The above quote from Rohn tugs at the core, the very essence of the Pick Six, and I believe the aforementioned words of brilliance are as true as the laws of physics themselves. IF we aspire to greatness we must first make ourselves great. IF we truly desire success we must immerse ourselves in daily habits that will breed success. IF we want to engage fully in the lives of others and help people to the absolute best of our potential...we must first see to it that WE are working to be absolute best we can be.

The following six daily habits aid in my personal development. They allow me to perform at the highest possible level at Liberty, at home, and in my social life. Through them I learn and practice self-discipline, personal growth, time management, and high performance in all areas of life. I have always been mesmerized by the possibility of human potential, and I believe these six daily habits bring me closer to realizing my greatest potential in all areas of my life.
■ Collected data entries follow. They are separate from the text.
impl BatchNorm {
    /// Creates a new BatchNorm layer with specified number of features
    pub fn new(num_features: usize) -> Self {
        let gamma = Tensor::new_with_shape(vec![1.0; num_features], (num_features, 1));
        let beta = Tensor::new_with_shape(vec![0.0; num_features], (num_features, 1));
        let grad_gamma = Tensor::zeros_like(&gamma);
        let grad_beta = Tensor::zeros_like(&beta);
        let running_mean = Tensor::new_with_shape(vec![0.0; num_features], (num_features, 1));
        let running_var = Tensor::new_with_shape(vec![1.0; num_features], (num_features, 1));

        BatchNorm {
            eps: 1e-5,
            momentum: 0.1,
            num_features,
            gamma,
            beta,
            running_mean,
            running_var,
            grad_gamma,
            grad_beta,
        }
    }

    pub fn forward(&self, input: Tensor, mode: &mut ForwardMode) -> (Tensor, LayerForwardContext) {
        let input_shape = input.shape;
        let (batch_size, features) = input.shape;
        let spatial_size = features / self.num_features;

        // During inference, use running statistics
        if !mode.is_training() {
            let mut output = input;
            for i in 0..batch_size {
                for f in 0..self.num_features {
                    let scale = self.gamma.data[f] / (self.running_var.data[f] + self.eps).sqrt();
                    for s in 0..spatial_size {
                        let idx = i * features + f * spatial_size + s;
                        output.data[idx] =
                            (output.data[idx] - self.running_mean.data[f]) * scale
                                + self.beta.data[f];
                    }
                }
            }
            return (
                output,
                LayerForwardContext::BatchNorm(BatchNormForwardContext {
                    normalized: Tensor::zeros(input_shape),
                    std: Tensor::zeros((self.num_features, 1)),
                    batch_mean: Tensor::zeros((self.num_features, 1)),
                    batch_var: Tensor::zeros((self.num_features, 1)),
                    count: 0,
                }),
            );
        }

        let count = batch_size * spatial_size;

        // Compute mean for each feature
        let mut mean = vec![0.0; self.num_features];
        for i in 0..batch_size {
            for (f, m) in mean.iter_mut().enumerate() {
                let offset = i * features + f * spatial_size;
                *m += input.data[offset..offset + spatial_size].iter().sum::<f32>();
            }
        }
        for m in mean.iter_mut() {
            *m /= count as f32;
        }

        // Compute variance for each feature
        let mut var = vec![0.0; self.num_features];
        let mut x_centered = input;
        for i in 0..batch_size {
            for f in 0..self.num_features {
                for s in 0..spatial_size {
                    let idx = i * features + f * spatial_size + s;
                    x_centered.data[idx] -= mean[f];
                    var[f] += x_centered.data[idx] * x_centered.data[idx];
                }
            }
        }
        for v in var.iter_mut() {
            *v /= count as f32;
        }

        let std: Vec<f32> = var.iter().map(|v| (v + self.eps).sqrt()).collect();

        // Normalize input
        let mut normalized = x_centered;
        for i in 0..batch_size {
            for f in 0..self.num_features {
                for s in 0..spatial_size {
                    normalized.data[i * features + f * spatial_size + s] /= std[f];
                }
            }
        }

        // Scale and shift normalized values
        let mut output = normalized.clone();
        for i in 0..batch_size {
            for f in 0..self.num_features {
                for s in 0..spatial_size {
                    let idx = i * features + f * spatial_size + s;
                    output.data[idx] = output.data[idx] * self.gamma.data[f] + self.beta.data[f];
                }
            }
        }

        (
            output,
            LayerForwardContext::BatchNorm(BatchNormForwardContext {
                normalized,
                std: Tensor::new_with_shape(std, (self.num_features, 1)),
                batch_mean: Tensor::new_with_shape(mean, (self.num_features, 1)),
                batch_var: Tensor::new_with_shape(var, (self.num_features, 1)),
                count,
            }),
        )
    }

    pub fn backward(
        &self,
        grad_output: Tensor,
        context: &BatchNormForwardContext,
    ) -> (Tensor, LayerBackwardContext) {
        let (batch_size, features) = grad_output.shape;
        let spatial_size = features / self.num_features;
        let n = (batch_size * spatial_size) as f32;

        // Compute gradients for gamma and beta
        let mut grad_gamma = vec![0.0; self.num_features];
        let mut grad_beta = vec![0.0; self.num_features];
        for i in 0..batch_size {
            for f in 0..self.num_features {
                for s in 0..spatial_size {
                    let idx = i * features + f * spatial_size + s;
                    grad_gamma[f] += grad_output.data[idx] * context.normalized.data[idx];
                    grad_beta[f] += grad_output.data[idx];
                }
            }
        }

        // Scale gradients by gamma
        let mut grad_input = grad_output;
        for i in 0..batch_size {
            for f in 0..self.num_features {
                for s in 0..spatial_size {
                    grad_input.data[i * features + f * spatial_size + s] *= self.gamma.data[f];
                }
            }
        }

        // Compute input gradients
        for f in 0..self.num_features {
            let inv_std = 1.0 / context.std.data[f];

            let mut sum_grad = 0.0;
            let mut sum_grad_normalized = 0.0;
            for i in 0..batch_size {
                for s in 0..spatial_size {
                    let idx = i * features + f * spatial_size + s;
                    sum_grad += grad_input.data[idx];
                    sum_grad_normalized += grad_input.data[idx] * context.normalized.data[idx];
                }
            }

            for i in 0..batch_size {
                for s in 0..spatial_size {
                    let idx = i * features + f * spatial_size + s;
                    grad_input.data[idx] = inv_std
                        * (n * grad_input.data[idx]
                            - sum_grad
                            - context.normalized.data[idx] * sum_grad_normalized)
                        / n
                }
            }
        }

        (
            grad_input,
            LayerBackwardContext::BatchNorm(BatchNormBackwardContext {
                grad_gamma: Tensor::new_with_shape(grad_gamma, (self.num_features, 1)),
                grad_beta: Tensor::new_with_shape(grad_beta, (self.num_features, 1)),
            }),
        )
    }

    /// Accumulates gradients from backward pass
    pub fn update_grads(&mut self, context: &BatchNormBackwardContext) {
        for (dest, src) in self
            .grad_gamma
            .data
            .iter_mut()
            .zip(context.grad_gamma.data.iter())
        {
            *dest += src;
        }

        for (dest, src) in self
            .grad_beta
            .data
            .iter_mut()
            .zip(context.grad_beta.data.iter())
        {
            *dest += src;
        }
    }

    /// Returns references to learnable parameters
    pub fn get_parameters(&self) -> Vec<&Tensor> {
        vec![&self.gamma, &self.beta]
    }

    /// Returns mutable parameter references paired with their gradients
    pub fn get_parameter_pairs(&mut self) -> Vec<(&mut Tensor, &Tensor)> {
        vec![
            (&mut self.gamma, &self.grad_gamma),
            (&mut self.beta, &self.grad_beta),
        ]
    }

    /// Resets accumulated gradients to zero
    pub fn clear_grads(&mut self) {
        for val in self.grad_gamma.data.iter_mut() {
            *val = 0.0;
        }
        for val in self.grad_beta.data.iter_mut() {
            *val = 0.0;
        }
    }

    /// Updates running mean and variance using batch statistics.
    /// The running variance tracks the unbiased estimate.
    pub fn update_running_stats(&mut self, context: &BatchNormForwardContext) {
        if context.count == 0 {
            return;
        }
        let correction = if context.count > 1 {
            context.count as f32 / (context.count - 1) as f32
        } else {
            1.0
        };

        for f in 0..self.num_features {
            self.running_mean.data[f] = (1.0 - self.momentum) * self.running_mean.data[f]
                + self.momentum * context.batch_mean.data[f];
            self.running_var.data[f] = (1.0 - self.momentum) * self.running_var.data[f]
                + self.momentum * context.batch_var.data[f] * correction;
        }
    }
}
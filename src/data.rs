use crate::error::{Error, Result};
use crate::Tensor;
use ndarray::ArrayView3;
use std::ops::Range;

/// Checks that a trial array and its labels describe the same non-empty set
///
/// # Arguments
/// * `x` - Trials shaped (trials, channels, time samples)
/// * `y` - One label per trial
pub fn validate_trials(x: ArrayView3<f32>, y: &[usize]) -> Result<()> {
    let (n_trials, n_chans, n_times) = x.dim();
    if n_trials == 0 {
        return Err(Error::EmptyInput("no trials given".to_string()));
    }
    if n_chans == 0 || n_times == 0 {
        return Err(Error::EmptyInput(format!(
            "trials of {n_chans} channels by {n_times} samples"
        )));
    }
    if y.len() != n_trials {
        return Err(Error::ShapeMismatch {
            what: "labels",
            expected: n_trials,
            found: y.len(),
        });
    }
    Ok(())
}

/// Splits `n_trials` into a training range of the first `floor(7n / 8)`
/// trials and a test range with the rest, keeping the original order
pub fn split_train_test(n_trials: usize) -> (Range<usize>, Range<usize>) {
    let n_train = n_trials * 7 / 8;
    (0..n_train, n_train..n_trials)
}

/// Number of classes implied by 0-based labels
pub fn infer_n_classes(y: &[usize]) -> usize {
    y.iter().max().map_or(0, |&max_label| max_label + 1)
}

/// Gathers trials into a network input tensor
///
/// Each trial becomes one row holding a single-channel image with time along
/// the height and EEG channels along the width.
///
/// # Arguments
/// * `x` - Trials shaped (trials, channels, time samples)
/// * `indices` - Trials to gather, in batch order
pub fn gather_trials(x: ArrayView3<f32>, indices: &[usize]) -> Tensor {
    let (_, n_chans, n_times) = x.dim();
    let mut data = Vec::with_capacity(indices.len() * n_chans * n_times);

    for &trial in indices {
        let trial = x.index_axis(ndarray::Axis(0), trial);
        for t in 0..n_times {
            for c in 0..n_chans {
                data.push(trial[[c, t]]);
            }
        }
    }

    Tensor::new_with_shape(data, (indices.len(), n_times * n_chans))
}

/// Labels of the given trials, in the same order
pub fn gather_labels(y: &[usize], indices: &[usize]) -> Vec<usize> {
    indices.iter().map(|&i| y[i]).collect()
}
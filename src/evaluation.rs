use crate::batching::{balanced_batches, BatchOrder};
use crate::data::{gather_labels, gather_trials};
use crate::error::{Error, Result};
use crate::{Network, Tensor};
use ndarray::ArrayView3;

/// Mean negative log-likelihood of the target classes
///
/// # Arguments
/// * `log_probs` - Class log-probabilities, one row per trial
/// * `targets` - Ground truth labels
pub fn nll_loss(log_probs: &Tensor, targets: &[usize]) -> f32 {
    let n_classes = log_probs.shape.1;
    let total: f32 = targets
        .iter()
        .enumerate()
        .map(|(i, &target)| -log_probs.data[i * n_classes + target])
        .sum();
    total / targets.len() as f32
}

/// Gradient of [`nll_loss`] with respect to the log-probabilities
pub fn nll_loss_gradient(log_probs: &Tensor, targets: &[usize]) -> Tensor {
    let n_classes = log_probs.shape.1;
    let scale = -1.0 / targets.len() as f32;

    let mut grad = log_probs.zeros_like();
    for (i, &target) in targets.iter().enumerate() {
        grad.data[i * n_classes + target] = scale;
    }
    grad
}

/// Fraction of rows whose highest-scoring class equals the target
pub fn calculate_accuracy(log_probs: &Tensor, targets: &[usize]) -> f32 {
    let correct = log_probs
        .argmax_rows()
        .iter()
        .zip(targets)
        .filter(|(predicted, target)| predicted == target)
        .count();
    correct as f32 / targets.len() as f32
}

/// Loss and accuracy of the network on one data split
#[derive(Debug, Clone, Copy, PartialEq)]
pub struct SplitMetrics {
    pub loss: f32,
    /// Fraction of correct predictions in [0, 1]
    pub accuracy: f32,
}

/// Runs the network in evaluation mode over the given trials
///
/// Trials are processed in sequential balanced batches and the outputs
/// are concatenated in the order of `indices`.
///
/// # Returns
/// Class log-probabilities, one row per entry of `indices`
pub fn predict_log_probs(
    network: &Network,
    x: ArrayView3<f32>,
    indices: &[usize],
    batch_size: usize,
) -> Tensor {
    let outputs: Vec<Tensor> = balanced_batches(indices.len(), batch_size, BatchOrder::Sequential)
        .into_iter()
        .map(|positions| {
            let trials = gather_labels(indices, &positions);
            network.predict(gather_trials(x, &trials))
        })
        .collect();

    Tensor::concat_rows(outputs)
}

/// Evaluates loss and accuracy on the given trials without changing the network
///
/// # Arguments
/// * `network` - Trained or partially trained network
/// * `x` - All trials shaped (trials, channels, time samples)
/// * `y` - Labels for all trials
/// * `indices` - Trials forming the split
/// * `batch_size` - Nominal evaluation batch size
pub fn evaluate_split(
    network: &Network,
    x: ArrayView3<f32>,
    y: &[usize],
    indices: &[usize],
    batch_size: usize,
) -> Result<SplitMetrics> {
    if indices.is_empty() {
        return Err(Error::EmptyInput("cannot evaluate an empty split".to_string()));
    }

    let log_probs = predict_log_probs(network, x, indices, batch_size);
    let targets = gather_labels(y, indices);

    Ok(SplitMetrics {
        loss: nll_loss(&log_probs, &targets),
        accuracy: calculate_accuracy(&log_probs, &targets),
    })
}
Why six you might ask? Why not three, or twenty? I started my daily habits with a Big Five list and have since moved to my Pick Six. Six is small enough that I can devote the time and focus each item deserves, while large enough that I cover a wide range of personal growth areas and achieve balance in said growth. Three would be too small, too narrow of a focus, and if I am being honest with myself, I certainly would not have the time or energy to devote to twenty items while still maintaining a high level of productivity at Liberty. 



1. Read 

Business, leadership, management, swimming, health, fitness, diet, exercise science, strength training, politics, social science, Religion, productivity, time management, sport in general, biographies, history, neuroscience, psychology, self-improvement, and a select few fiction authors make up the majority of my personal library. I have a wide range of interests, and I am likely one of the few Christians on earth who can claim C.S. Lewis, Richard Dawkins, Nicholas Wade, and Charles Spurgeon as part of their collection. Wisdom...knowledge...ideas...fascinating breakthrough science concepts and ancient musings...I am not sure I would survive if I had to limit my book collection to one genre, to one niche!
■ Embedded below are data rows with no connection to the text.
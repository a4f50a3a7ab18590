use crate::architecture::shallow_fbcsp_net;
use crate::config::ShallowFbcspConfig;
use crate::data::{infer_n_classes, split_train_test, validate_trials};
use crate::error::{Error, Result};
use crate::evaluation::{evaluate_split, predict_log_probs, SplitMetrics};
use crate::model_selection::Classifier;
use crate::training::train_epoch;
use crate::{Network, Tensor};
use ndarray::{Array1, Array2, ArrayView3};
use rand::rngs::StdRng;
use rand::{thread_rng, Rng, SeedableRng};
use tracing::{debug, info};

/// Network and bookkeeping produced by a successful fit
#[derive(Debug)]
struct FittedModel {
    network: Network,
    n_chans: usize,
    n_times: usize,
    n_classes: usize,
    /// Per-epoch NLL loss, column 0 train and column 1 test
    loss_records: Array2<f32>,
    /// Per-epoch accuracy, column 0 train and column 1 test
    accuracy_records: Array2<f32>,
}

/// ShallowFBCSPNet trial classifier with a `fit` / `predict` interface
///
/// `fit` holds out the last eighth of the trials as a test split, trains on
/// the rest and records loss and accuracy of both splits after every epoch.
#[derive(Debug, Default)]
pub struct ShallowFbcspClassifier {
    config: ShallowFbcspConfig,
    fitted: Option<FittedModel>,
}

impl ShallowFbcspClassifier {
    pub fn new(config: ShallowFbcspConfig) -> Self {
        ShallowFbcspClassifier {
            config,
            fitted: None,
        }
    }

    pub fn config(&self) -> &ShallowFbcspConfig {
        &self.config
    }

    pub fn is_fitted(&self) -> bool {
        self.fitted.is_some()
    }

    /// Number of classes seen during fit
    pub fn n_classes(&self) -> Option<usize> {
        self.fitted.as_ref().map(|fitted| fitted.n_classes)
    }

    /// Per-epoch NLL loss of shape (epochs, 2), column 0 train and column 1 test
    pub fn loss_records(&self) -> Option<&Array2<f32>> {
        self.fitted.as_ref().map(|fitted| &fitted.loss_records)
    }

    /// Per-epoch accuracy of shape (epochs, 2), column 0 train and column 1 test
    pub fn accuracy_records(&self) -> Option<&Array2<f32>> {
        self.fitted.as_ref().map(|fitted| &fitted.accuracy_records)
    }

    /// Trains a new network on the given trials, replacing any previous fit
    ///
    /// # Arguments
    /// * `x` - Trials shaped (trials, channels, time samples)
    /// * `y` - 0-based class label of each trial
    pub fn fit(&mut self, x: ArrayView3<f32>, y: &[usize]) -> Result<&mut Self> {
        self.config.validate()?;
        validate_trials(x, y)?;

        let (n_trials, n_chans, n_times) = x.dim();
        let (train_range, test_range) = split_train_test(n_trials);
        if train_range.is_empty() {
            return Err(Error::EmptyInput(format!(
                "{n_trials} trial(s) leave no training split"
            )));
        }
        let train_indices: Vec<usize> = train_range.collect();
        let test_indices: Vec<usize> = test_range.collect();

        let n_classes = infer_n_classes(y);
        let seed = self.config.seed.unwrap_or_else(|| thread_rng().gen());
        let mut rng = StdRng::seed_from_u64(seed);

        let mut network = shallow_fbcsp_net(n_chans, n_times, n_classes, &self.config, &mut rng)?;

        info!(
            trials = n_trials,
            train = train_indices.len(),
            test = test_indices.len(),
            channels = n_chans,
            samples = n_times,
            classes = n_classes,
            parameters = network.parameter_count(),
            seed,
            "fitting ShallowFBCSPNet"
        );

        let n_epochs = self.config.n_epochs;
        let batch_size = self.config.batch_size;
        let learning_rate = self.config.optimizer.learning_rate();
        let mut loss_records = Array2::zeros((n_epochs, 2));
        let mut accuracy_records = Array2::zeros((n_epochs, 2));

        for epoch in 0..n_epochs {
            let mean_batch_loss = train_epoch(
                &mut network,
                x,
                y,
                &train_indices,
                batch_size,
                learning_rate,
                &mut rng,
            );
            debug!(epoch, mean_batch_loss, "finished training pass");

            info!("Epoch {}", epoch);
            for (column, (name, indices)) in [("Train", &train_indices), ("Test", &test_indices)]
                .into_iter()
                .enumerate()
            {
                let SplitMetrics { loss, accuracy } =
                    evaluate_split(&network, x, y, indices, batch_size)?;

                info!("{:6} Loss: {:.5}", name, loss);
                info!("{:6} Accuracy: {:.1}%", name, accuracy * 100.0);

                loss_records[[epoch, column]] = loss;
                accuracy_records[[epoch, column]] = accuracy;
            }
        }

        self.fitted = Some(FittedModel {
            network,
            n_chans,
            n_times,
            n_classes,
            loss_records,
            accuracy_records,
        });
        Ok(self)
    }

    /// Class log-probabilities of shape (trials, classes)
    pub fn predict_log_proba(&self, x: ArrayView3<f32>) -> Result<Array2<f32>> {
        let log_probs = self.forward_all(x)?;
        let (rows, cols) = log_probs.shape;
        Ok(Array2::from_shape_fn((rows, cols), |(i, j)| {
            log_probs.data[i * cols + j]
        }))
    }

    /// Class probabilities of shape (trials, classes)
    pub fn predict_proba(&self, x: ArrayView3<f32>) -> Result<Array2<f32>> {
        Ok(self.predict_log_proba(x)?.mapv(f32::exp))
    }

    /// Most probable class of each trial
    pub fn predict(&self, x: ArrayView3<f32>) -> Result<Array1<usize>> {
        let log_probs = self.forward_all(x)?;
        Ok(Array1::from(log_probs.argmax_rows()))
    }

    /// Runs every trial through the fitted network in sequential balanced batches
    fn forward_all(&self, x: ArrayView3<f32>) -> Result<Tensor> {
        let fitted = self.fitted.as_ref().ok_or(Error::NotFitted)?;

        let (n_trials, n_chans, n_times) = x.dim();
        if n_trials == 0 {
            return Err(Error::EmptyInput("no trials to predict".to_string()));
        }
        if n_chans != fitted.n_chans {
            return Err(Error::ShapeMismatch {
                what: "channels",
                expected: fitted.n_chans,
                found: n_chans,
            });
        }
        if n_times != fitted.n_times {
            return Err(Error::ShapeMismatch {
                what: "time samples",
                expected: fitted.n_times,
                found: n_times,
            });
        }

        let indices: Vec<usize> = (0..n_trials).collect();
        Ok(predict_log_probs(
            &fitted.network,
            x,
            &indices,
            self.config.batch_size,
        ))
    }
}

impl Classifier for ShallowFbcspClassifier {
    fn fit(&mut self, x: ArrayView3<f32>, y: &[usize]) -> Result<&mut Self> {
        ShallowFbcspClassifier::fit(self, x, y)
    }

    fn predict(&self, x: ArrayView3<f32>) -> Result<Array1<usize>> {
        ShallowFbcspClassifier::predict(self, x)
    }
}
Reading allows me to expand my professional skill set, make connections between different fields, inspires my creativity, and goes a long way in satisfying my curiosity and thirst for knowledge, wisdom, self-improvement, etc..   Two facts about me that should drive home the reading point better than any other: 

  • While at Shippensburg University, I never sold back my books to the school for cash. I was a history major and not only did I keep all of my history books, I kept the books from my general education classes as well. While my classmates were busy selling back their books for beer money, I was busy building a personal library. 
  • I had a personal embosser made for my collection many years ago..."From the Library of Jacob Alexander Shellenberger" and stamp each new addition accordingly. 

Time spent per day: At least 30 minutes of dedicated time with no distractions.

Rules of engagement: Email does not count, nor do podcasts or educational YouTube videos. Audio books do count, as do articles, blogs, magazines, and journals. As a case in point, there are few swimming books out there, but a plethora of smaller articles about swimming and swim science in various journals and on websites. 


2. Exercise

Swimming, strength training, brisk walking, office kettle bell routines, and pull-ups on my doorway bar at home are the top ways in which I engage in daily exercise. Exercise is what we thought it was.  I need not explain the many benefits of exercise for the brain and body as we know it is good for us. My top two motivations for daily exercise: 

  • First and foremost is brain/cognitive performance and development. There is a large body of research linking exercise with increased cognitive ability. In short, exercise makes our brains work better, thus I exercise daily. Success in coaching (and all knowledge work) is based solely on cognitive ability, and if I want to be a better coach I need my brain to be performing at the highest possible level, every day. 
  • Aging well. I want to be able to pick up my grandchildren many moons from now, and desire physical independence for as long possible. My grandfather on my dad's side passed away at 93, fully independent and riding his bicycle up until his death. My grandfather was riding his bike at 93 (and still doing farm work as well)...I have much to live up to!  

Time spend per day: I do not have a minimum or maximum time goal, only a task goal I must meet. For example I might have a goal of swimming 1500 yards or doing 60 kettlebell swings. The swim may take 25 minutes, the kettlebell swings much less. 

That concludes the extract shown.